### Records for this exercise
________________________
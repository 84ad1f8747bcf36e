// * Google Gemini generateContent provider

use crate::config::constants::{GOOGLE_TIMEOUT_SECS, PROVIDER_GOOGLE};
use crate::config::ProviderConfig;
use crate::network::client::{endpoint, HttpTransport};
use crate::network::errors::ProviderError;
use crate::network::provider::{
    finish_call, AiProvider, GenerationOptions, GenerationResponse, TokenUsage,
};
use crate::network::usage::UsageTracker;
use async_trait::async_trait;
use serde::{Deserialize, Serialize};
use std::sync::Arc;
use std::time::Duration;

const DEFAULT_BASE_URL: &str = "https://generativelanguage.googleapis.com/v1beta/";
const DEFAULT_MODEL: &str = "gemini-1.5-flash";
const API_KEY_ENV: &str = "GOOGLE_API_KEY";

#[derive(Debug, Serialize, Deserialize)]
struct Part {
    #[serde(default)]
    text: Option<String>,
}

#[derive(Debug, Serialize)]
struct RequestContent {
    role: &'static str,
    parts: Vec<Part>,
}

#[derive(Debug, Serialize)]
struct SystemInstruction {
    parts: Vec<Part>,
}

#[derive(Debug, Serialize)]
#[serde(rename_all = "camelCase")]
struct GenerationConfig {
    #[serde(skip_serializing_if = "Option::is_none")]
    temperature: Option<f32>,
    #[serde(skip_serializing_if = "Option::is_none")]
    max_output_tokens: Option<u32>,
}

#[derive(Debug, Serialize)]
#[serde(rename_all = "camelCase")]
struct GenerateRequest {
    contents: Vec<RequestContent>,
    #[serde(skip_serializing_if = "Option::is_none")]
    system_instruction: Option<SystemInstruction>,
    generation_config: GenerationConfig,
}

#[derive(Debug, Deserialize)]
#[serde(rename_all = "camelCase")]
pub(crate) struct GenerateResponse {
    #[serde(default)]
    candidates: Vec<Candidate>,
    #[serde(default)]
    usage_metadata: Option<UsageMetadata>,
    #[serde(default)]
    model_version: Option<String>,
}

#[derive(Debug, Deserialize)]
struct Candidate {
    #[serde(default)]
    content: Option<CandidateContent>,
}

#[derive(Debug, Deserialize)]
struct CandidateContent {
    #[serde(default)]
    parts: Vec<Part>,
}

#[derive(Debug, Deserialize)]
#[serde(rename_all = "camelCase")]
struct UsageMetadata {
    #[serde(default)]
    prompt_token_count: u32,
    #[serde(default)]
    candidates_token_count: u32,
}

pub struct GoogleProvider {
    transport: HttpTransport,
    api_key: Option<String>,
    base_url: String,
    model: String,
    usage_tracker: Option<Arc<UsageTracker>>,
}

impl GoogleProvider {
    pub fn new(api_key: Option<String>) -> Result<Self, ProviderError> {
        Ok(Self {
            transport: HttpTransport::new(Duration::from_secs(GOOGLE_TIMEOUT_SECS))?,
            api_key,
            base_url: DEFAULT_BASE_URL.to_string(),
            model: DEFAULT_MODEL.to_string(),
            usage_tracker: None,
        })
    }

    /// Creates a provider from its `[providers.google]` section
    pub fn from_config(config: &ProviderConfig) -> Result<Self, ProviderError> {
        let timeout = config.timeout_secs.unwrap_or(GOOGLE_TIMEOUT_SECS);
        Ok(Self {
            transport: HttpTransport::new(Duration::from_secs(timeout))?,
            api_key: config.resolve_api_key(API_KEY_ENV),
            base_url: config
                .base_url
                .clone()
                .unwrap_or_else(|| DEFAULT_BASE_URL.to_string()),
            model: config.model.clone().unwrap_or_else(|| DEFAULT_MODEL.to_string()),
            usage_tracker: None,
        })
    }

    pub fn with_usage_tracker(mut self, tracker: Arc<UsageTracker>) -> Self {
        self.usage_tracker = Some(tracker);
        self
    }

    async fn call(
        &self,
        prompt: &str,
        options: &GenerationOptions,
    ) -> Result<GenerationResponse, ProviderError> {
        let api_key = self
            .api_key
            .as_deref()
            .ok_or_else(|| ProviderError::NotConfigured(PROVIDER_GOOGLE.to_string()))?;

        let model = options.model.as_deref().unwrap_or(&self.model);
        let request = GenerateRequest {
            contents: vec![RequestContent {
                role: "user",
                parts: vec![Part {
                    text: Some(prompt.to_string()),
                }],
            }],
            system_instruction: options.system_message.as_ref().map(|s| SystemInstruction {
                parts: vec![Part {
                    text: Some(s.clone()),
                }],
            }),
            generation_config: GenerationConfig {
                temperature: options.temperature,
                max_output_tokens: options.max_tokens,
            },
        };

        let url = endpoint(&self.base_url, &format!("models/{}:generateContent", model))?;
        let headers = [("x-goog-api-key", api_key.to_string())];
        let response: GenerateResponse =
            self.transport.post_json(url, &headers, &request).await?;

        parse_generate_response(response, model)
    }
}

/// Joins the text parts of the first candidate
pub(crate) fn parse_generate_response(
    response: GenerateResponse,
    requested_model: &str,
) -> Result<GenerationResponse, ProviderError> {
    let content: String = response
        .candidates
        .into_iter()
        .next()
        .and_then(|c| c.content)
        .map(|c| {
            c.parts
                .into_iter()
                .filter_map(|p| p.text)
                .collect::<Vec<_>>()
                .join("")
        })
        .unwrap_or_default();

    if content.trim().is_empty() {
        return Err(ProviderError::InvalidResponse(
            "generateContent returned no candidate text".to_string(),
        ));
    }

    let usage = response
        .usage_metadata
        .map(|u| TokenUsage::new(u.prompt_token_count, u.candidates_token_count))
        .unwrap_or_default();

    Ok(GenerationResponse {
        content,
        usage,
        model: response
            .model_version
            .unwrap_or_else(|| requested_model.to_string()),
    })
}

#[async_trait]
impl AiProvider for GoogleProvider {
    fn id(&self) -> &str {
        PROVIDER_GOOGLE
    }

    fn default_model(&self) -> &str {
        &self.model
    }

    fn is_configured(&self) -> bool {
        self.api_key.is_some()
    }

    async fn generate(
        &self,
        prompt: &str,
        options: &GenerationOptions,
    ) -> Result<GenerationResponse, ProviderError> {
        let result = self.call(prompt, options).await;
        finish_call(PROVIDER_GOOGLE, self.usage_tracker.as_ref(), result).await
    }
}

#[cfg(test)]
mod tests {
    use super::*;

    #[test]
    fn test_parse_candidate_parts() {
        let response: GenerateResponse = serde_json::from_str(
            r#"{"candidates":[{"content":{"role":"model","parts":[{"text":"{\"headline\":"},{"text":"\"Hi\"}"}]}}],
                "usageMetadata":{"promptTokenCount":7,"candidatesTokenCount":4,"totalTokenCount":11},
                "modelVersion":"gemini-1.5-flash-002"}"#,
        )
        .unwrap();
        let out = parse_generate_response(response, DEFAULT_MODEL).unwrap();
        assert_eq!(out.content, r#"{"headline":"Hi"}"#);
        assert_eq!(out.usage.total_tokens, 11);
        assert_eq!(out.model, "gemini-1.5-flash-002");
    }

    #[test]
    fn test_parse_no_candidates_is_invalid() {
        let response: GenerateResponse = serde_json::from_str(r#"{"candidates":[]}"#).unwrap();
        assert!(matches!(
            parse_generate_response(response, DEFAULT_MODEL),
            Err(ProviderError::InvalidResponse(_))
        ));
    }

    #[test]
    fn test_request_uses_camel_case() {
        let request = GenerateRequest {
            contents: vec![],
            system_instruction: None,
            generation_config: GenerationConfig {
                temperature: Some(0.5),
                max_output_tokens: Some(400),
            },
        };
        let json = serde_json::to_value(&request).unwrap();
        assert_eq!(json["generationConfig"]["maxOutputTokens"], 400);
        assert!(json.get("systemInstruction").is_none());
    }

    #[test]
    fn test_model_endpoint() {
        let url = endpoint(DEFAULT_BASE_URL, "models/gemini-1.5-flash:generateContent").unwrap();
        assert_eq!(
            url.as_str(),
            "https://generativelanguage.googleapis.com/v1beta/models/gemini-1.5-flash:generateContent"
        );
    }
}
________________________
### Activity
Check each line of the listing above. Copy the ones with the word "GoogleProvider".

### Your solution
pub struct GoogleProvider {
impl GoogleProvider {
impl AiProvider for GoogleProvider {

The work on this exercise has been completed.